The Plan, which began January 1, 2007, is sponsored by The Kroger Co., an Ohio corporation, and its wholly-owned subsidiaries (collectively the Company). The Plan is a defined contribution plan covering all employees of the Company who have attained age 18 and completed 30 days of service, excluding those employees eligible to participate under another company sponsored retirement plan. During 2022, the eligible age to participate was 21. It is subject to the provisions of the Employee Retirement Income Security Act of 1974, as amended (ERISA).

Contributions

Participant

Subject to certain limits, participants may contribute up to 75% of compensation per pay period to the Plan. It is at the discretion of participants to modify and direct investments. Participants are eligible to make catch-up contributions beginning in the year in which they reach age 50. Participants are also permitted to deposit into the Plan distributions from other qualified plans.
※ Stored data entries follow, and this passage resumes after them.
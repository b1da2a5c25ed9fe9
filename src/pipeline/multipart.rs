//! `multipart/form-data` decoding: raw request body → named parts.
//!
//! The decoder is lenient. Only a missing boundary fails the whole body;
//! an individual part without a header/content separator or without a
//! `name` is dropped and the rest of the form is still returned. Browsers,
//! curl and hand-written upload scripts disagree on many framing details,
//! and one odd part must not cost the caller the file part next to it.
//!
//! Content bytes are preserved exactly, apart from the single CRLF that
//! precedes the next delimiter.

use crate::error::MultipartError;
use once_cell::sync::Lazy;
use regex::bytes::Regex as BytesRegex;
use regex::Regex;
use tracing::debug;

static RE_BOUNDARY: Lazy<Regex> = Lazy::new(|| Regex::new(r"(?i)boundary=([^;]+)").unwrap());

// `name=` must not match the tail of `filename=`.
static RE_DISPOSITION_NAME: Lazy<Regex> =
    Lazy::new(|| Regex::new(r#"(?i)(?:^|[;\s])name="([^"]+)""#).unwrap());

static RE_DISPOSITION_FILENAME: Lazy<Regex> =
    Lazy::new(|| Regex::new(r#"(?i)(?:^|[;\s])filename="([^"]*)""#).unwrap());

const CRLF: &[u8] = b"\r\n";
const HEADER_SEPARATOR: &[u8] = b"\r\n\r\n";

/// One decoded form part.
#[derive(Debug, Clone, PartialEq, Eq)]
pub struct RawPart {
    /// `name` from `Content-Disposition`.
    pub name: String,
    /// `filename` from `Content-Disposition`; present only for file parts.
    pub filename: Option<String>,
    /// The part's own `Content-Type` header, if any.
    pub content_type: Option<String>,
    pub content: Vec<u8>,
}

impl RawPart {
    pub fn is_file(&self) -> bool {
        self.filename.is_some()
    }
}

/// All parts of a decoded form, in body order.
#[derive(Debug, Clone, Default)]
pub struct MultipartForm {
    parts: Vec<RawPart>,
}

impl MultipartForm {
    /// The file part called `name`. With duplicates the last one wins.
    pub fn file(&self, name: &str) -> Option<&RawPart> {
        self.parts
            .iter()
            .rev()
            .find(|p| p.is_file() && p.name == name)
    }

    /// Take ownership of the file part called `name`.
    pub fn take_file(&mut self, name: &str) -> Option<RawPart> {
        let idx = self
            .parts
            .iter()
            .rposition(|p| p.is_file() && p.name == name)?;
        Some(self.parts.remove(idx))
    }

    /// The plain (non-file) field called `name`, decoded as lossy UTF-8.
    pub fn field(&self, name: &str) -> Option<String> {
        self.parts
            .iter()
            .rev()
            .find(|p| !p.is_file() && p.name == name)
            .map(|p| String::from_utf8_lossy(&p.content).into_owned())
    }

    /// Iterate plain fields as `(name, value)`.
    pub fn fields(&self) -> impl Iterator<Item = (&str, String)> {
        self.parts
            .iter()
            .filter(|p| !p.is_file())
            .map(|p| (p.name.as_str(), String::from_utf8_lossy(&p.content).into_owned()))
    }

    /// Iterate file parts.
    pub fn files(&self) -> impl Iterator<Item = &RawPart> {
        self.parts.iter().filter(|p| p.is_file())
    }

    pub fn parts(&self) -> &[RawPart] {
        &self.parts
    }

    pub fn len(&self) -> usize {
        self.parts.len()
    }

    pub fn is_empty(&self) -> bool {
        self.parts.is_empty()
    }
}

/// Extract the boundary token from a `Content-Type` header value.
pub fn boundary(content_type: &str) -> Result<String, MultipartError> {
    let caps = RE_BOUNDARY
        .captures(content_type)
        .ok_or(MultipartError::MissingBoundary)?;
    let token = caps[1].trim().trim_matches('"');
    if token.is_empty() {
        return Err(MultipartError::Malformed("empty boundary".into()));
    }
    Ok(token.to_string())
}

/// Decode a `multipart/form-data` body.
///
/// # Errors
/// - [`MultipartError::MissingBoundary`] when `content_type` has no boundary
/// - [`MultipartError::Malformed`] when the boundary token is empty
pub fn decode(content_type: &str, body: &[u8]) -> Result<MultipartForm, MultipartError> {
    let boundary = boundary(content_type)?;
    let delimiter = format!("--{boundary}");
    let splitter = BytesRegex::new(&regex::escape(&delimiter))
        .map_err(|e| MultipartError::Malformed(e.to_string()))?;

    let mut form = MultipartForm::default();
    let mut skipped = 0usize;

    for segment in splitter.split(body) {
        let segment = segment.strip_prefix(CRLF).unwrap_or(segment);
        if segment.starts_with(b"--") || segment.trim_ascii().is_empty() {
            continue;
        }
        match parse_part(segment) {
            Some(part) => form.parts.push(part),
            None => skipped += 1,
        }
    }

    debug!(
        "Decoded multipart body: {} parts, {} skipped",
        form.parts.len(),
        skipped
    );
    Ok(form)
}

/// Parse one segment into a part; `None` for segments that should be dropped.
fn parse_part(segment: &[u8]) -> Option<RawPart> {
    let split_at = find(segment, HEADER_SEPARATOR)?;
    let header_block = &segment[..split_at];
    let mut content = &segment[split_at + HEADER_SEPARATOR.len()..];
    if let Some(stripped) = content.strip_suffix(CRLF) {
        content = stripped;
    }

    let mut disposition = None;
    let mut content_type = None;
    for line in header_block.split(|&b| b == b'\n') {
        let line = String::from_utf8_lossy(line);
        let Some((key, value)) = line.split_once(':') else {
            continue;
        };
        let value = value.trim().to_string();
        match key.trim().to_ascii_lowercase().as_str() {
            "content-disposition" => disposition = Some(value),
            "content-type" => content_type = Some(value),
            _ => {}
        }
    }

    let disposition = disposition?;
    let name = RE_DISPOSITION_NAME.captures(&disposition)?[1].to_string();
    let filename = RE_DISPOSITION_FILENAME
        .captures(&disposition)
        .map(|c| c[1].to_string());

    Some(RawPart {
        name,
        filename,
        content_type,
        content: content.to_vec(),
    })
}

fn find(haystack: &[u8], needle: &[u8]) -> Option<usize> {
    haystack
        .windows(needle.len())
        .position(|window| window == needle)
}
The Plan allows for Roth 401(k) contributions in addition to after-tax contributions.

Employer

The Company will credit the participant's account with a match and/or an automatic contribution if the participant meets the eligibility requirements. The matching contribution is 100% of the first 5% of the participant's Plan compensation contributed as a salary deferral contribution. If necessary, the Company made "true-up" matching contributions at the end of every pay period. Subject to certain limits, the Company also pays an automatic contribution of 1% or 2% based on the participant's years of vesting service. Automatic contributions are made for all eligible participants, other than those participants employed by Roundy's Supermarkets, Inc.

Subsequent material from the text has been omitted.